[prev in list] [next in list] [prev in thread] [next in thread] 

List:       ocfs2-devel
Subject:    Re: [Ocfs2-devel] The last part of the file is zeroed out when write N random bytes
From:       Gang He <ghe () suse ! com>
Date:       2021-09-29 0:57:07
Message-ID: 9b1a45f7-ff5d-8c0e-bb72-5b7edb4d7573 () suse ! com
[Download RAW message or body]

Hi Guys,

Just give a update.
Based on our testing, the problem was caused by the comment in fs/buffer.c.
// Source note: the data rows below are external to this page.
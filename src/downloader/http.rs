//! HTTP transport backed by reqwest

use std::time::Duration;

use async_trait::async_trait;
use bon::Builder;
use futures::StreamExt;
use reqwest::Client;
use tracing::debug;

use super::transport::{Connection, Transport};
use crate::error::{DownloadError, Result};
use crate::task::Locator;

/// HTTP client configuration
#[derive(Debug, Clone, Builder)]
pub struct HttpConfig {
    #[builder(default = Duration::from_secs(10))]
    pub connect_timeout: Duration,
    #[builder(default = Duration::from_secs(60))]
    pub request_timeout: Duration,
    #[builder(into, default = concat!("fetchcore/", env!("CARGO_PKG_VERSION")).to_string())]
    pub user_agent: String,
    #[builder(default = 10)]
    pub max_redirects: usize,
}

impl Default for HttpConfig {
    fn default() -> Self {
        Self::builder().build()
    }
}

/// Streams resources over HTTP(S)
#[derive(Debug, Clone)]
pub struct HttpTransport {
    client: Client,
}

impl HttpTransport {
    pub fn new(config: &HttpConfig) -> Result<Self> {
        let client = Client::builder()
            .connect_timeout(config.connect_timeout)
            .timeout(config.request_timeout)
            .user_agent(&config.user_agent)
            .redirect(reqwest::redirect::Policy::limited(config.max_redirects))
            .build()
            .map_err(|e| DownloadError::InvalidArgument(format!("HTTP client: {}", e)))?;

        Ok(Self { client })
    }
}

fn map_reqwest_error(e: reqwest::Error) -> DownloadError {
    if e.is_timeout() {
        DownloadError::Timeout
    } else if e.is_redirect() {
        DownloadError::Transport("too many redirects".to_string())
    } else if e.is_builder() {
        DownloadError::InvalidArgument(e.to_string())
    } else {
        DownloadError::Transport(e.to_string())
    }
}

#[async_trait]
impl Transport for HttpTransport {
    async fn open(&self, locator: &Locator) -> Result<Connection> {
        debug!(url = %locator, "Opening HTTP connection");

        let response = self
            .client
            .get(locator.as_str())
            .send()
            .await
            .map_err(map_reqwest_error)?;

        let status = response.status();
        if !status.is_success() {
            return Err(DownloadError::HttpStatus {
                status: status.as_u16(),
                reason: status.canonical_reason().unwrap_or("Unknown").to_string(),
            });
        }

        let content_length = response.content_length();
        debug!(url = %locator, ?content_length, "Response headers received");

        let body = response
            .bytes_stream()
            .map(|chunk| chunk.map_err(map_reqwest_error))
            .boxed();

        Ok(Connection::new(content_length, body))
    }
}
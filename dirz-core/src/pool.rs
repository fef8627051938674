use crate::error::{ArchiveError, Result};
use rayon::prelude::*;
use std::sync::atomic::{AtomicBool, Ordering};
use std::sync::Mutex;

/// Apply `f` to every item, stopping at the first failure.
///
/// `jobs == 1` is a plain sequential loop. Otherwise the work runs on a rayon
/// pool of `jobs` threads (`0` = rayon's default); a shared abort flag is
/// raised by the first failing item, later items are skipped, and the first
/// error recorded is the one returned. Output order matches input order.
pub(crate) fn map_abortable<T, R, F>(jobs: usize, items: &[T], f: F) -> Result<Vec<R>>
where
    T: Sync,
    R: Send,
    F: Fn(&T) -> Result<R> + Sync,
{
    if jobs == 1 {
        return items.iter().map(&f).collect();
    }

    let pool = rayon::ThreadPoolBuilder::new().num_threads(jobs).build()?;
    let abort = AtomicBool::new(false);
    let first_err: Mutex<Option<ArchiveError>> = Mutex::new(None);

    let out: Vec<Option<R>> = pool.install(|| {
        items
            .par_iter()
            .map(|item| {
                if abort.load(Ordering::Acquire) {
                    return None;
                }
                match f(item) {
                    Ok(r) => Some(r),
                    Err(e) => {
                        abort.store(true, Ordering::Release);
                        let mut slot = first_err.lock().unwrap_or_else(|p| p.into_inner());
                        if slot.is_none() {
                            *slot = Some(e);
                        }
                        None
                    }
                }
            })
            .collect()
    });

    if let Some(e) = first_err.into_inner().unwrap_or_else(|p| p.into_inner()) {
        return Err(e);
    }
    Ok(out.into_iter().flatten().collect())
}

#[cfg(test)]
mod tests {
    use super::*;
    use std::path::PathBuf;
    use std::sync::atomic::AtomicUsize;

    #[test]
    fn preserves_order_in_parallel() {
        let items: Vec<u32> = (0..500).collect();
        let out = map_abortable(4, &items, |x| Ok(x * 2)).unwrap();
        assert_eq!(out, items.iter().map(|x| x * 2).collect::<Vec<_>>());
    }

    #[test]
    fn sequential_stops_at_first_failure() {
        let calls = AtomicUsize::new(0);
        let items: Vec<u32> = (0..10).collect();
        let err = map_abortable(1, &items, |x| {
            calls.fetch_add(1, Ordering::SeqCst);
            if *x == 3 {
                Err(ArchiveError::Validation(PathBuf::from(format!("f{x}"))))
            } else {
                Ok(*x)
            }
        })
        .unwrap_err();
        assert!(matches!(err, ArchiveError::Validation(p) if p == PathBuf::from("f3")));
        assert_eq!(calls.load(Ordering::SeqCst), 4);
    }

    #[test]
    fn parallel_failure_aborts_whole_map() {
        let items: Vec<u32> = (0..1000).collect();
        let err = map_abortable(4, &items, |x| {
            if *x % 97 == 5 {
                Err(ArchiveError::MissingFile(x.to_string()))
            } else {
                Ok(*x)
            }
        })
        .unwrap_err();
        assert!(matches!(err, ArchiveError::MissingFile(_)));
    }
}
commit 6dbf7bb555981fb5faf7b691e8f6169fc2b2e63b
Author: Jan Kara <jack@suse.cz>
Date:   Fri Sep 4 10:58:51 2020 +0200

     fs: Don't invalidate page buffers in block_write_full_page()


Thanks
Gang

On 2021/9/27 15:57, Gang He wrote:
> 
> 
> On 2021/9/27 15:49, Joseph Qi wrote:
> > 
> > Last week, Andrey Markov reported a similar issue, but unfortunately not
> > on mail list.
> > 
> > And Junxiao has resolved a similar issue recently. So can you reproduce
> > the bug in latest kernel?
> Yes, I can reproduce this issue with the latest code.
> The cluster size must be greater than 4K(e.g. 8K, 1M), this is the key
> to the problem.
> 
> Thanks
> Gang
> 
> > 
> > Thanks,
> > Joseph
> > 
> > On 9/27/21 3:16 PM, Gang He wrote:
> > > Hi List,
> > > 
> > > I'd like to report a data loss bug when write N random bytes, since I saw there \
> > > were some related commits in the past weeks. I can reproduce this bug stably \
> > > with the latest ocfs2 kernel module code as below, 1) Create a three node(e.g. \
> > > ghe-tw-nd1, ghe-tw-nd2, ghe-tw-nd3) ocfs2 cluster, attach a shared disk(e.g. \
> > > /dev/vdb). 2) Format the disk with the command "mkfs.ocfs2 -N 4 -b 4096 -C \
> > > 1048576 /dev/vdb", and mount the disk to /mnt/shared on each node. The cluster \
> > > size must be greater than 4K, this is the key to the problem. 3) Copy the file \
> > > write/test scripts to /mnt/shared directory, then run test script on node1 to \
> > > reproduce this bug. file write script ocfs2_fallocate_bug_plain_write.py: \
> > > https://pastebin.com/QsXcD8rq file test script ocfs2_loop.sh: \
> > > https://pastebin.com/eTUe2hkW 4) Then, you can meet this bug, the file md5sum \
> > > is different between from node1 and from node2. In fact, the last part of the \
> > > file is zeroed out from node2. e.g.
> > > file dump from node1: https://pastebin.com/HB92TVS0
> > > file dump from node2: https://pastebin.com/jBG7HdSz
> > > 
> > > More information,
> > > this bug does not exist on some old kernels( e.g. linux-4.12.14-120), but it \
> > > will happen on some new kernels, I feel this bug is probably NOT caused by \
> > > ocfs2 commits, since I used old ocfs2 kernel module code on the new kernels, \
> > > the problem also happened. Anyway, if you have any comments, please reply this \
> > > mail. 
> > > Thanks
> > > Gang
> > > 
> > > _______________________________________________
> > > Ocfs2-devel mailing list
> > > Ocfs2-devel@oss.oracle.com
> > > https://oss.oracle.com/mailman/listinfo/ocfs2-devel
> > > 
> > 
> 
> 
> _______________________________________________
> Ocfs2-devel mailing list
> Ocfs2-devel@oss.oracle.com
> https://oss.oracle.com/mailman/listinfo/ocfs2-devel
> 


_______________________________________________
Ocfs2-devel mailing list
Ocfs2-devel@oss.oracle.com
https://oss.oracle.com/mailman/listinfo/ocfs2-devel


[prev in list] [next in list] [prev in thread] [next in thread] 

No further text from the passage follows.